Ma dal 2001 sono passati molti bit sotto i modem e soprattutto sono state pubblicate molte ricerche che indicano che i cosiddetti "nativi digitali" non sono più bravi degli "immigrati digitali" nell'usare i programmi e le funzioni dei computer (per esempio quella di ECDL/AICA) e non sono più bravi nel multitasking. In compenso i "nativi digitali" si valutano molto più competenti informaticamente rispetto agli "immigrati": il doppio dei nativi crede di essere competente rispetto agli immigrati.

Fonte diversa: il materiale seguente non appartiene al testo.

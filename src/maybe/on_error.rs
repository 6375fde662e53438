use std::sync::Arc;

use super::{flat_map::InnerObserver, Maybe, MaybeObserver};
use crate::{
  disposable::{BoxDisposable, Disposable, SerialDisposable},
  error::Error,
};

// ==================== OnErrorReturn ====================

/// Turns an error into a success with the value `func` returns.
#[derive(Clone)]
pub struct OnErrorReturn<S, F> {
  source: S,
  func: F,
}

impl<S, F> OnErrorReturn<S, F> {
  pub fn new(source: S, func: F) -> Self { OnErrorReturn { source, func } }
}

impl<S, F> Maybe for OnErrorReturn<S, F>
where
  S: Maybe,
  F: Fn(Error) -> S::Item + Send + Sync + 'static,
{
  type Item = S::Item;

  fn subscribe_actual<O: MaybeObserver<S::Item>>(self, observer: O) {
    self.source.subscribe_actual(ReturnObserver { observer, func: self.func })
  }
}

struct ReturnObserver<O, F> {
  observer: O,
  func: F,
}

impl<T, O, F> MaybeObserver<T> for ReturnObserver<O, F>
where
  T: Send + 'static,
  O: MaybeObserver<T>,
  F: Fn(Error) -> T + Send + Sync + 'static,
{
  fn on_subscribe(&mut self, disposable: BoxDisposable) { self.observer.on_subscribe(disposable) }

  fn on_success(self, value: T) { self.observer.on_success(value) }

  fn on_complete(self) { self.observer.on_complete() }

  fn on_error(self, err: Error) {
    tracing::debug!(error = %err, "maybe on_error_return: replacing error");
    self.observer.on_success((self.func)(err))
  }
}

// ==================== OnErrorComplete ====================

#[derive(Clone)]
pub struct OnErrorComplete<S> {
  source: S,
}

impl<S> OnErrorComplete<S> {
  pub fn new(source: S) -> Self { OnErrorComplete { source } }
}

impl<S: Maybe> Maybe for OnErrorComplete<S> {
  type Item = S::Item;

  fn subscribe_actual<O: MaybeObserver<S::Item>>(self, observer: O) {
    self.source.subscribe_actual(CompleteObserver(observer))
  }
}

struct CompleteObserver<O>(O);

impl<T: Send + 'static, O: MaybeObserver<T>> MaybeObserver<T> for CompleteObserver<O> {
  fn on_subscribe(&mut self, disposable: BoxDisposable) { self.0.on_subscribe(disposable) }

  fn on_success(self, value: T) { self.0.on_success(value) }

  fn on_complete(self) { self.0.on_complete() }

  fn on_error(self, err: Error) {
    tracing::debug!(error = %err, "maybe on_error_complete: swallowing error");
    self.0.on_complete()
  }
}

// ==================== OnErrorResumeNext ====================

/// Continues with the source `func` builds from the error.
#[derive(Clone)]
pub struct OnErrorResumeNext<S, F> {
  source: S,
  func: F,
}

impl<S, F> OnErrorResumeNext<S, F> {
  pub fn new(source: S, func: F) -> Self { OnErrorResumeNext { source, func } }
}

impl<S, M, F> Maybe for OnErrorResumeNext<S, F>
where
  S: Maybe,
  M: Maybe<Item = S::Item>,
  F: Fn(Error) -> M + Send + Sync + 'static,
{
  type Item = S::Item;

  fn subscribe_actual<O: MaybeObserver<S::Item>>(self, observer: O) {
    self.source.subscribe_actual(ResumeObserver {
      observer: Some(observer),
      func: self.func,
      serial: Arc::default(),
    })
  }
}

struct ResumeObserver<O, F> {
  observer: Option<O>,
  func: F,
  serial: Arc<SerialDisposable>,
}

impl<T, M, O, F> MaybeObserver<T> for ResumeObserver<O, F>
where
  T: Send + 'static,
  M: Maybe<Item = T>,
  O: MaybeObserver<T>,
  F: Fn(Error) -> M + Send + Sync + 'static,
{
  fn on_subscribe(&mut self, disposable: BoxDisposable) {
    if let Some(observer) = self.observer.as_mut() {
      observer.on_subscribe(self.serial.clone());
    }
    self.serial.replace(disposable);
  }

  fn on_success(self, value: T) {
    if let Some(observer) = self.observer {
      observer.on_success(value);
    }
  }

  fn on_complete(self) {
    if let Some(observer) = self.observer {
      observer.on_complete();
    }
  }

  fn on_error(self, err: Error) {
    let Some(observer) = self.observer else { return };
    if self.serial.is_disposed() {
      return;
    }
    tracing::debug!(error = %err, "maybe on_error_resume_next: switching to fallback");
    (self.func)(err).subscribe_actual(InnerObserver { observer, serial: self.serial });
  }
}

#[cfg(test)]
mod tests {
  use crate::prelude::*;

  #[test]
  fn return_replaces_the_error() {
    maybe::error::<i32>(Error::msg("x")).on_error_return(|_| 7).test().assert_value(7);
    maybe::just(1).on_error_return(|_| 7).test().assert_value(1);
  }

  #[test]
  fn complete_swallows_the_error() {
    maybe::error::<i32>(Error::msg("x")).on_error_complete().test().assert_complete();
  }

  #[test]
  fn resume_switches_to_the_fallback() {
    maybe::error::<i32>(Error::msg("x"))
      .on_error_resume_next(|err| {
        assert_eq!(err, Error::msg("x"));
        maybe::just(9)
      })
      .test()
      .assert_value(9);
    maybe::error::<i32>(Error::msg("x"))
      .on_error_resume_next(|_| maybe::error(Error::msg("y")))
      .test()
      .assert_error(&Error::msg("y"));
  }
}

Non solo: il cervello umano dei "nativi" è come quello degli "immigrati". Gestisce bene un solo compito complesso per volta. In termini informatici, è un monoprocessore che può fare task switching ma non multitasking. I "nativi" danno solo l'impressione di fare tante cose contemporaneamente perché in realtà commutano rapidamente da una all'altra, ma le fanno tutte male e alla fine non risparmiano tempo esattamente come tutti gli altri, e questa commutazione continua ha un costo dovuto alla continua interruzione dei processi di pensiero. Uno studio del 2006 indica che parlare al telefono mentre si guida è come guidare in stato di ubriachezza. E di ricerche in questo senso ce ne sono tante altre, segnalate nell'articolo di Discover Magazine.
Conviene quindi lasciar perdere i miti e per esempio disattivare il più possibile le notifiche non indispensabili dei nostri dispositivi, il cui scopo non è renderci più efficienti, ma riportarci il più possibile nei social network per generare traffico che fa incassare i proprietari di questi servizi.